Work to complete :: Only lines with the string "files" should be returned from the data below.

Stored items
//! Input records and rejection reasons for tree materialization

use thiserror::Error;

#[cfg(feature = "serde")]
use serde::{Deserialize, Serialize};

/// One entry from a folder enumeration: a slash-separated relative path
/// plus the file's size in bytes.
///
/// `size` is signed so that an out-of-range value handed over by an
/// external surface stays representable and can be rejected instead of
/// wrapping.
#[derive(Debug, Clone, PartialEq, Eq)]
#[cfg_attr(feature = "serde", derive(Serialize, Deserialize))]
pub struct PathRecord {
    /// Relative path, no leading slash (e.g. `"src/main.py"`)
    pub path: String,
    /// File size in bytes
    pub size: i64,
}

impl PathRecord {
    /// Create a new path record
    pub fn new(path: impl Into<String>, size: i64) -> Self {
        Self {
            path: path.into(),
            size,
        }
    }

    /// Split the path into non-empty segments
    ///
    /// Leading, trailing, and doubled separators are tolerated; only the
    /// non-empty segments between them count.
    pub fn segments(&self) -> Vec<&str> {
        self.path.split('/').filter(|s| !s.is_empty()).collect()
    }
}

/// Why a record could not be materialized into the tree
#[derive(Debug, Clone, PartialEq, Eq, Error)]
#[cfg_attr(feature = "serde", derive(Serialize, Deserialize))]
pub enum RejectReason {
    /// The path had no segments left after separator normalization
    #[error("invalid path: {path:?} is empty after separator normalization")]
    InvalidPath {
        /// The offending path string as supplied
        path: String,
    },

    /// The size was negative
    #[error("invalid size: {size} is not a valid byte count")]
    InvalidSize {
        /// The offending size value
        size: i64,
    },

    /// The record collides with an already materialized node of the
    /// wrong kind, or duplicates an existing file path
    #[error("structural conflict at {path:?}")]
    StructuralConflict {
        /// The normalized path where the collision occurred
        path: String,
    },
}

/// A record that was skipped during materialization, paired with the reason
///
/// Rejections are reported to the caller rather than aborting the build;
/// one malformed record must not prevent the rest of the tree from
/// materializing.
#[derive(Debug, Clone, PartialEq, Eq)]
#[cfg_attr(feature = "serde", derive(Serialize, Deserialize))]
pub struct RejectedRecord {
    /// The record as it was supplied
    pub record: PathRecord,
    /// Why it was rejected
    pub reason: RejectReason,
}

impl RejectedRecord {
    /// Create a new rejected record
    pub fn new(record: PathRecord, reason: RejectReason) -> Self {
        Self { record, reason }
    }
}
use line_diff::{summarize, DiffLine, DiffSummary};
use pretty_assertions::assert_eq;
use proptest::prelude::*;

fn unchanged(text: &str) -> DiffLine {
    DiffLine::Unchanged(text.to_string())
}

fn removed(text: &str) -> DiffLine {
    DiffLine::Removed(text.to_string())
}

fn added(text: &str) -> DiffLine {
    DiffLine::Added(text.to_string())
}

#[test]
fn identical_texts_yield_notice_not_lines() {
    let summary = summarize("x\ny", "x\ny", "f.py");
    assert_eq!(
        summary,
        DiffSummary::Identical {
            notice: "Opened f.py (no changes detected)".to_string()
        }
    );
}

#[test]
fn changed_line_becomes_removed_then_added() {
    let summary = summarize("a\nb", "a\nc", "f.py");
    assert_eq!(
        summary.lines(),
        &[unchanged("a"), removed("b"), added("c")]
    );
}

#[test]
fn missing_original_line_produces_no_removed() {
    let summary = summarize("a", "a\nb", "f.py");
    assert_eq!(summary.lines(), &[unchanged("a"), added("b")]);
}

#[test]
fn missing_candidate_line_produces_no_added() {
    let summary = summarize("a\nb", "a", "f.py");
    assert_eq!(summary.lines(), &[unchanged("a"), removed("b")]);
}

#[test]
fn comparison_is_positional_not_lcs() {
    // Inserting a line at the top shifts every later position into a
    // removed/added pair; nothing is recognized as merely moved.
    let summary = summarize("a\nb", "x\na\nb", "f.py");
    assert_eq!(
        summary.lines(),
        &[
            removed("a"),
            added("x"),
            removed("b"),
            added("a"),
            added("b"),
        ]
    );
}

#[test]
fn removed_comes_before_added_at_same_index() {
    let summary = summarize("old", "new", "f.py");
    assert_eq!(summary.lines(), &[removed("old"), added("new")]);
}

#[test]
fn label_flows_into_the_notice() {
    let summary = summarize("", "", "src/deep/util.py");
    assert_eq!(
        summary,
        DiffSummary::Identical {
            notice: "Opened src/deep/util.py (no changes detected)".to_string()
        }
    );
}

proptest! {
    /// Swapping the arguments turns every Removed into Added and vice
    /// versa, with Unchanged entries unaffected.
    #[test]
    fn swap_symmetry(
        original in "[a-c\n]{0,30}",
        candidate in "[a-c\n]{0,30}",
    ) {
        let forward = summarize(&original, &candidate, "f.py");
        let backward = summarize(&candidate, &original, "f.py");

        prop_assert_eq!(forward.is_identical(), backward.is_identical());

        let flipped: Vec<DiffLine> = forward
            .lines()
            .iter()
            .map(|line| match line {
                DiffLine::Unchanged(t) => DiffLine::Unchanged(t.clone()),
                DiffLine::Removed(t) => DiffLine::Added(t.clone()),
                DiffLine::Added(t) => DiffLine::Removed(t.clone()),
            })
            .collect();

        // Per-index, the backward run emits its Removed before its Added,
        // so compare as multisets per position group: counts must agree.
        let count = |lines: &[DiffLine]| {
            let mut added = 0usize;
            let mut removed = 0usize;
            let mut same = 0usize;
            for l in lines {
                match l {
                    DiffLine::Added(_) => added += 1,
                    DiffLine::Removed(_) => removed += 1,
                    DiffLine::Unchanged(_) => same += 1,
                }
            }
            (added, removed, same)
        };
        prop_assert_eq!(count(&flipped), count(backward.lines()));

        // And the texts carried by each class match exactly
        let texts = |lines: &[DiffLine], keep: fn(&DiffLine) -> bool| -> Vec<String> {
            lines.iter().filter(|l| keep(l)).map(|l| l.text().to_string()).collect()
        };
        prop_assert_eq!(
            texts(&flipped, |l| matches!(l, DiffLine::Added(_))),
            texts(backward.lines(), |l| matches!(l, DiffLine::Added(_)))
        );
        prop_assert_eq!(
            texts(&flipped, |l| matches!(l, DiffLine::Removed(_))),
            texts(backward.lines(), |l| matches!(l, DiffLine::Removed(_)))
        );
        prop_assert_eq!(
            texts(&flipped, |l| matches!(l, DiffLine::Unchanged(_))),
            texts(backward.lines(), |l| matches!(l, DiffLine::Unchanged(_)))
        );
    }

    /// Summarizing is idempotent: same inputs, same output.
    #[test]
    fn deterministic(
        original in "[a-c\n]{0,30}",
        candidate in "[a-c\n]{0,30}",
    ) {
        prop_assert_eq!(
            summarize(&original, &candidate, "f.py"),
            summarize(&original, &candidate, "f.py")
        );
    }
}
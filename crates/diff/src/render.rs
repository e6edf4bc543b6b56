//! Plain-text rendering of comparison output

use crate::diff_line::DiffLine;
use crate::summary::DiffSummary;

/// Render comparison lines as a text block
///
/// Each line is prefixed with its classification marker: two spaces for
/// unchanged, `- ` for removed, `+ ` for added. Lines are joined with
/// newlines, without a trailing one.
pub fn render_lines(lines: &[DiffLine]) -> String {
    let mut out = String::new();

    for (i, line) in lines.iter().enumerate() {
        if i > 0 {
            out.push('\n');
        }
        let sign = match line {
            DiffLine::Unchanged(_) => "  ",
            DiffLine::Removed(_) => "- ",
            DiffLine::Added(_) => "+ ",
        };
        out.push_str(sign);
        out.push_str(line.text());
    }

    out
}

/// Render a whole summary, including the identical-texts notice
pub fn render_summary(summary: &DiffSummary) -> String {
    match summary {
        DiffSummary::Identical { notice } => notice.clone(),
        DiffSummary::Changed { lines } => render_lines(lines),
    }
}

#[cfg(test)]
mod tests {
    use super::*;
    use crate::summarize;
    use pretty_assertions::assert_eq;

    #[test]
    fn test_render_lines() {
        let lines = vec![
            DiffLine::Unchanged("import os".to_string()),
            DiffLine::Removed("print \"hi\"".to_string()),
            DiffLine::Added("print(\"hi\")".to_string()),
        ];
        assert_eq!(
            render_lines(&lines),
            "  import os\n- print \"hi\"\n+ print(\"hi\")"
        );
    }

    #[test]
    fn test_render_summary_identical() {
        let summary = summarize("same", "same", "f.py");
        assert_eq!(render_summary(&summary), "Opened f.py (no changes detected)");
    }

    #[test]
    fn test_render_empty_lines() {
        assert_eq!(render_lines(&[]), "");
    }
}
//! Application state for the project browser and diff panels
//!
//! All UI-facing state lives here explicitly and is passed into the pure
//! core crates as parameters; neither core crate holds globals. The
//! expanded/collapsed set is presentation state, deliberately kept out of
//! the tree itself.

use std::collections::HashSet;

use anyhow::{anyhow, bail, Result};
use line_diff::{summarize, DiffSummary};
use project_tree::{build_tree, Materialized, PathRecord, RejectedRecord, Tree};

/// A loaded project: the materialized tree plus its display label
#[derive(Debug, Clone)]
pub struct Project {
    /// Human-readable root label (the folder name the user picked)
    pub label: String,
    /// The tree and any rejected records
    pub materialized: Materialized,
}

/// Totals for the dashboard header
#[derive(Debug, Clone, Copy, PartialEq, Eq)]
pub struct ProjectTotals {
    /// Number of files in the tree
    pub files: usize,
    /// Number of directories, including the root
    pub directories: usize,
    /// Cumulative size of all files in bytes
    pub total_bytes: u64,
    /// Number of records that failed to materialize
    pub rejected: usize,
}

/// A candidate text prepared for download
#[derive(Debug, Clone, PartialEq, Eq)]
pub struct CandidateExport {
    /// Suggested filename (the selected file's name)
    pub filename: String,
    /// Raw bytes of the candidate text, no added framing
    pub bytes: Vec<u8>,
}

/// Top-level application state
///
/// Owns the loaded project, the selected file path, and the set of
/// expanded directory paths.
#[derive(Debug, Default)]
pub struct Workbench {
    /// The currently loaded project (if any)
    project: Option<Project>,

    /// Selected file path (relative, slash-separated)
    selected: Option<String>,

    /// Expanded directory paths; absent means collapsed
    expanded: HashSet<String>,
}

impl Workbench {
    /// Create an empty workbench with no project loaded
    pub fn new() -> Self {
        Self::default()
    }

    /// Materialize and load a project from folder-enumeration records
    ///
    /// Replaces any previously loaded project and clears the selection and
    /// expansion state. The root directory starts expanded.
    pub fn open_project(&mut self, records: &[PathRecord], label: &str) {
        let materialized = build_tree(records, label);

        self.project = Some(Project {
            label: label.to_string(),
            materialized,
        });
        self.selected = None;
        self.expanded = HashSet::from([String::new()]);
    }

    /// Drop the loaded project and all associated state
    #[allow(dead_code)]
    pub fn close_project(&mut self) {
        self.project = None;
        self.selected = None;
        self.expanded.clear();
    }

    /// The loaded project, if any
    pub fn project(&self) -> Option<&Project> {
        self.project.as_ref()
    }

    /// Records rejected while materializing the loaded project
    pub fn rejected(&self) -> &[RejectedRecord] {
        self.project
            .as_ref()
            .map(|p| p.materialized.rejected.as_slice())
            .unwrap_or(&[])
    }

    /// Select a file by its relative path
    ///
    /// The path must resolve to a file node in the loaded tree.
    pub fn select_file(&mut self, path: &str) -> Result<()> {
        let project = self
            .project
            .as_ref()
            .ok_or_else(|| anyhow!("No project loaded"))?;

        let tree = &project.materialized.tree;
        let id = tree
            .find_by_path(path)
            .ok_or_else(|| anyhow!("No such path in project: {path}"))?;

        if !tree.is_file(id) {
            bail!("Not a file: {path}");
        }

        self.selected = Some(path.to_string());
        Ok(())
    }

    /// The currently selected file path
    #[allow(dead_code)]
    pub fn selected(&self) -> Option<&str> {
        self.selected.as_deref()
    }

    /// Toggle a directory's expanded state
    pub fn toggle_expanded(&mut self, path: &str) {
        if !self.expanded.remove(path) {
            self.expanded.insert(path.to_string());
        }
    }

    /// Check whether a directory is expanded
    pub fn is_expanded(&self, path: &str) -> bool {
        self.expanded.contains(path)
    }

    /// Compare content for the selected file
    ///
    /// The caller supplies both texts; when no upgraded content exists it
    /// is the caller's policy to echo the original back. The selected
    /// file's path labels the identical-texts notice.
    pub fn diff_selection(&self, original: &str, candidate: &str) -> Result<DiffSummary> {
        let selected = self
            .selected
            .as_deref()
            .ok_or_else(|| anyhow!("No file selected"))?;

        Ok(summarize(original, candidate, selected))
    }

    /// Prepare the candidate text for download
    ///
    /// The export is the candidate string's bytes verbatim; the filename is
    /// the selected file's name.
    pub fn export_candidate(&self, candidate: &str) -> Result<CandidateExport> {
        let selected = self
            .selected
            .as_deref()
            .ok_or_else(|| anyhow!("No file selected"))?;

        let filename = selected
            .rsplit('/')
            .next()
            .unwrap_or(selected)
            .to_string();

        Ok(CandidateExport {
            filename,
            bytes: candidate.as_bytes().to_vec(),
        })
    }

    /// Totals over the loaded project
    pub fn totals(&self) -> Option<ProjectTotals> {
        let project = self.project.as_ref()?;
        let tree = &project.materialized.tree;

        Some(ProjectTotals {
            files: tree.file_count(),
            directories: tree.directory_count(),
            total_bytes: tree.subtree_size(tree.root()),
            rejected: project.materialized.rejected.len(),
        })
    }

    /// Serialize the loaded tree for a rendering surface
    pub fn tree_json(&self) -> Result<String> {
        let project = self
            .project
            .as_ref()
            .ok_or_else(|| anyhow!("No project loaded"))?;

        Ok(serde_json::to_string_pretty(
            &project.materialized.tree.to_view(),
        )?)
    }

    /// Serialize a comparison for a rendering surface
    pub fn diff_json(summary: &DiffSummary) -> Result<String> {
        Ok(serde_json::to_string_pretty(summary)?)
    }
}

Answer box ::
    /// Number of files in the tree
    pub files: usize,
    /// Cumulative size of all files in bytes
            files: tree.file_count(),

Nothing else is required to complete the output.